5 · Substantiation that survives adjudication

A defensible EOT submission contains five components, each tied to the SCL Protocol's expectations:

  1. The baseline programme — agreed, signed off by both parties, with critical path identified
  2. The notice trail — every EWN served, with date stamps and acknowledgement of receipt
  3. The factual matrix — what happened, when, who knew, with contemporaneous records cross-referenced
  4. The Time Impact Analysis — TIA showing the programme position immediately before and after each Relevant Event
  5. The narrative — connecting the records to the analysis to the relief claimed, in plain language

This is also the structure that wins without going to adjudication. The main contractor's QS reads a submission built this way and recognises that an adjudicator would find for the subcontractor — and settles.
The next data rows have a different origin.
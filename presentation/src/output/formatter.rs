//! Output formatter trait

use council_domain::{AnalysisResult, OutputFormat};

/// Trait for formatting analysis results
pub trait OutputFormatter {
    /// Format the complete result: workers, debates, consensus and sources
    fn format(&self, result: &AnalysisResult) -> String;

    /// Format as JSON
    fn format_json(&self, result: &AnalysisResult) -> String;

    /// Format the consensus only (concise output)
    fn format_consensus_only(&self, result: &AnalysisResult) -> String;

    /// Dispatch on the selected output format
    fn render(&self, result: &AnalysisResult, format: OutputFormat) -> String {
        match format {
            OutputFormat::Full => self.format(result),
            OutputFormat::Consensus => self.format_consensus_only(result),
            OutputFormat::Json => self.format_json(result),
        }
    }
}
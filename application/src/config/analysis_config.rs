//! Analysis configuration container.
//!
//! [`AnalysisConfig`] groups everything a run needs besides the market URL:
//! the worker strategy, the role-based models and the cross-examination
//! switch. The binary builds one from the merged file config and CLI flags,
//! then turns it into a [`RunAnalysisInput`] per market.

use crate::use_cases::run_analysis::RunAnalysisInput;
use council_domain::{ConfigIssue, ConfigIssueCode, MarketUrl, ModelConfig, WorkerStrategy};

/// Configuration container for analysis runs.
#[derive(Debug, Clone)]
pub struct AnalysisConfig {
    strategy: WorkerStrategy,
    models: ModelConfig,
    cross_examination: bool,
}

impl Default for AnalysisConfig {
    fn default() -> Self {
        Self {
            strategy: WorkerStrategy::default(),
            models: ModelConfig::default(),
            cross_examination: true,
        }
    }
}

impl AnalysisConfig {
    pub fn new(strategy: WorkerStrategy, models: ModelConfig) -> Self {
        Self {
            strategy,
            models,
            cross_examination: true,
        }
    }

    pub fn with_cross_examination(mut self, enabled: bool) -> Self {
        self.cross_examination = enabled;
        self
    }

    // ==================== Accessors ====================

    pub fn strategy(&self) -> WorkerStrategy {
        self.strategy
    }

    pub fn models(&self) -> &ModelConfig {
        &self.models
    }

    pub fn cross_examination(&self) -> bool {
        self.cross_examination
    }

    // ==================== Validation ====================

    /// Validate the combination of strategy and models.
    ///
    /// The analyst list only matters for the dual-stance strategy; its count
    /// issue is dropped for specialist runs. Cross-examination is silently
    /// skipped for strategies that don't support it.
    pub fn validate(&self) -> Vec<ConfigIssue> {
        self.models
            .validate()
            .into_iter()
            .filter(|issue| {
                self.strategy == WorkerStrategy::DualStance
                    || !matches!(issue.code, ConfigIssueCode::AnalystCountOutOfRange { .. })
            })
            .collect()
    }

    // ==================== Input Factory ====================

    /// Build the use case input for one market.
    pub fn to_input(&self, market_url: MarketUrl) -> RunAnalysisInput {
        RunAnalysisInput::new(market_url, self.strategy, self.models.clone())
            .with_cross_examination(self.cross_examination)
    }
}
We've prepared dozens of Scott Schedules using this structure that never had to be filed because the records spoke for themselves at the WP negotiation table.

6 · What to do this week

If you're running a project right now without a contemporaneous record system, four things to do this week:

  1. Audit the last 30 days — pull every daily site report, RFI, AI, and photograph. Identify the gaps. You can't change history, but you can stop adding to the gap from today.
  2. Deploy a daily site report template by Monday — completed and submitted by 18:00 each working day, every working day. This is the keystone document.
  3. Set up an EWN tracker — a simple register of trigger event, date served, contract clause cited, expected impact, and main-contractor acknowledgement.
  4. Sign off the baseline programme — formally, in writing — if it isn't already. Without an agreed baseline, even the cleanest TIA has nothing to compare against.

None of this is exotic. All of it is standard discipline. The reason it isn't done — on most of the projects we audit — isn't lack of capability, it's lack of bandwidth at the site team level. Which is why we exist. We sit in the chair where notice discipline lives, every day, on every project we run.

The best time to deploy a notice discipline was before the contract was signed. The second best time is this Monday morning.